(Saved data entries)
- - -
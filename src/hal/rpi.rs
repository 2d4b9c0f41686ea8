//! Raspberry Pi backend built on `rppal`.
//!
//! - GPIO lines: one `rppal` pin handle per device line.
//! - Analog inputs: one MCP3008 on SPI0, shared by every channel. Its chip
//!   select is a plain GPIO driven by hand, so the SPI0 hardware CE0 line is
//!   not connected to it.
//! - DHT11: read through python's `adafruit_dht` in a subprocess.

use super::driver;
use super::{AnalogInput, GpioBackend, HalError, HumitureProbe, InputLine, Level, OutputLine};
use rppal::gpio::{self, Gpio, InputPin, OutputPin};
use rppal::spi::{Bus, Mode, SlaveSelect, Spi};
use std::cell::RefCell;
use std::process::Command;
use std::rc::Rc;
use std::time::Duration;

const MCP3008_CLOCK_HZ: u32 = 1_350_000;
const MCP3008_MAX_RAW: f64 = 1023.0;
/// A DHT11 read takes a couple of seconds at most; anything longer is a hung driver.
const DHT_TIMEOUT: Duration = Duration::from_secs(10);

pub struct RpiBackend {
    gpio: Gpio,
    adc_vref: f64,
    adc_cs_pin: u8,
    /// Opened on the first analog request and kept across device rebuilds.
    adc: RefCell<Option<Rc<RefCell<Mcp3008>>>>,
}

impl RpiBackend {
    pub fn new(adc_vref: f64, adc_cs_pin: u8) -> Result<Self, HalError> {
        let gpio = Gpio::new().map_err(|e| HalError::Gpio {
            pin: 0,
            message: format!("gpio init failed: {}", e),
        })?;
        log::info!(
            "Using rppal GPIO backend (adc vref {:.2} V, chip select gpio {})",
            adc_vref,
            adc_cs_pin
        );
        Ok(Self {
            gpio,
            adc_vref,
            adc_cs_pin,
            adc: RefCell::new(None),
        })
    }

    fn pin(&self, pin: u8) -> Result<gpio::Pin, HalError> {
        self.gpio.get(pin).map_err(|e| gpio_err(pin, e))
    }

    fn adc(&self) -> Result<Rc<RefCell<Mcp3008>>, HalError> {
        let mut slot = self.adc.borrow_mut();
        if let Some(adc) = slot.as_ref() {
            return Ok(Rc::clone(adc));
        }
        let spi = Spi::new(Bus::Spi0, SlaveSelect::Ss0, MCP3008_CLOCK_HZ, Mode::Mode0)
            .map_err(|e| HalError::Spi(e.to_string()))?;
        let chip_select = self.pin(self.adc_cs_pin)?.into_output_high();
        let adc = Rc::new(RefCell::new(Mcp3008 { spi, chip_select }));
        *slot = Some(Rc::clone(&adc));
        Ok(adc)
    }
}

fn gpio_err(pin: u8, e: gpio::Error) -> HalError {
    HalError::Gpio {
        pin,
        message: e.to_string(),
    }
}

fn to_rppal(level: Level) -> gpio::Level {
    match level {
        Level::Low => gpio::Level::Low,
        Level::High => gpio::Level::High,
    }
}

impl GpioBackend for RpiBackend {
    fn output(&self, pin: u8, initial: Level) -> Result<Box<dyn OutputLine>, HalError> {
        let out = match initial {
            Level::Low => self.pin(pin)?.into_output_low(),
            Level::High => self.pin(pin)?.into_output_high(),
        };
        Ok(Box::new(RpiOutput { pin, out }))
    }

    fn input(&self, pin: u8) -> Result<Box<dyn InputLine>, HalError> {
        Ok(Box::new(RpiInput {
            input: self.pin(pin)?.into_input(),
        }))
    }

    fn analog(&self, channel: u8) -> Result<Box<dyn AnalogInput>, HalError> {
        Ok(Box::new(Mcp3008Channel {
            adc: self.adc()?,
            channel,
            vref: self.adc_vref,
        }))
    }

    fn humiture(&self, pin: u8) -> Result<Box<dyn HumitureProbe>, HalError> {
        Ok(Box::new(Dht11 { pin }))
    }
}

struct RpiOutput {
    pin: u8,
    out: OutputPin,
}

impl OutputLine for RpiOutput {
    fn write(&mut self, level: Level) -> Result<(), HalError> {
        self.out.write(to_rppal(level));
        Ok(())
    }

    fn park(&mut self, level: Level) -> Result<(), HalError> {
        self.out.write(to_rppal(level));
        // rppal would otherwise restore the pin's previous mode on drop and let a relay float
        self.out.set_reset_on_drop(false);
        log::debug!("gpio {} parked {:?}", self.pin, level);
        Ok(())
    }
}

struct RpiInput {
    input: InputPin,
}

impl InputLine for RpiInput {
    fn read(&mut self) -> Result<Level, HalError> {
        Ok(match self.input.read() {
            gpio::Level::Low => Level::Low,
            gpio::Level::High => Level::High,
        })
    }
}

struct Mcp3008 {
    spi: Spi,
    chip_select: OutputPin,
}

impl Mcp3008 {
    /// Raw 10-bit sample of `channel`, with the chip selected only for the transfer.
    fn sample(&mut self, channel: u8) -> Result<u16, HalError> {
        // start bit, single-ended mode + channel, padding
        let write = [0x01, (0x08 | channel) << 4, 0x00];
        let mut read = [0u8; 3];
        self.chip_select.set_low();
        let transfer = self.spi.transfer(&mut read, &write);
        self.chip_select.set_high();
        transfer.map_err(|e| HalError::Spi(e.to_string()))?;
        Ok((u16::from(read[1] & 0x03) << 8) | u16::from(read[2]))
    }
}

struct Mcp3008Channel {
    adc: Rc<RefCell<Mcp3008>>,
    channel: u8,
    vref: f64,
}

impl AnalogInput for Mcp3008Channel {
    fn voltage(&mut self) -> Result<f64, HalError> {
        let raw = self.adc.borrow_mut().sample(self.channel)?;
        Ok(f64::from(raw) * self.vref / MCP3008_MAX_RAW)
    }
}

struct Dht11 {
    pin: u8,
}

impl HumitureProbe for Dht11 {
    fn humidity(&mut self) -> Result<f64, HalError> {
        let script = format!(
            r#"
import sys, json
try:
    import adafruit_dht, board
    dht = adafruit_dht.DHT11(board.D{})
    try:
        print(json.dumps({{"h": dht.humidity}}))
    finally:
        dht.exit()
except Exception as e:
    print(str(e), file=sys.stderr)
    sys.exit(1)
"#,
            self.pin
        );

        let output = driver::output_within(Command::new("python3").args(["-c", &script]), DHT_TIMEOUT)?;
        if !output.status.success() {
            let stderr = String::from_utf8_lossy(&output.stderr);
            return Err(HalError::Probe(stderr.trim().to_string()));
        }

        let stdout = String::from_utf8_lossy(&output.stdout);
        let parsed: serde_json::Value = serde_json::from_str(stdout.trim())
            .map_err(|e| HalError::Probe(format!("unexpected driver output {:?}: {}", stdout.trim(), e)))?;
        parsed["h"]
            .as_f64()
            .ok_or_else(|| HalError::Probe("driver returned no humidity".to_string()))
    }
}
- - -
Try it
In the records above, the line with "fn humiture(&self, pin: u8)" marks the start and the line with "fn sample(&mut self, channel: u8)" marks the end; copy that stretch exactly, both lines included, and nothing else.

Result below
    fn humiture(&self, pin: u8) -> Result<Box<dyn HumitureProbe>, HalError> {
        Ok(Box::new(Dht11 { pin }))
    }
}

struct RpiOutput {
    pin: u8,
    out: OutputPin,
}

impl OutputLine for RpiOutput {
    fn write(&mut self, level: Level) -> Result<(), HalError> {
        self.out.write(to_rppal(level));
        Ok(())
    }

    fn park(&mut self, level: Level) -> Result<(), HalError> {
        self.out.write(to_rppal(level));
        // rppal would otherwise restore the pin's previous mode on drop and let a relay float
        self.out.set_reset_on_drop(false);
        log::debug!("gpio {} parked {:?}", self.pin, level);
        Ok(())
    }
}

struct RpiInput {
    input: InputPin,
}

impl InputLine for RpiInput {
    fn read(&mut self) -> Result<Level, HalError> {
        Ok(match self.input.read() {
            gpio::Level::Low => Level::Low,
            gpio::Level::High => Level::High,
        })
    }
}

struct Mcp3008 {
    spi: Spi,
    chip_select: OutputPin,
}

impl Mcp3008 {
    /// Raw 10-bit sample of `channel`, with the chip selected only for the transfer.
    fn sample(&mut self, channel: u8) -> Result<u16, HalError> {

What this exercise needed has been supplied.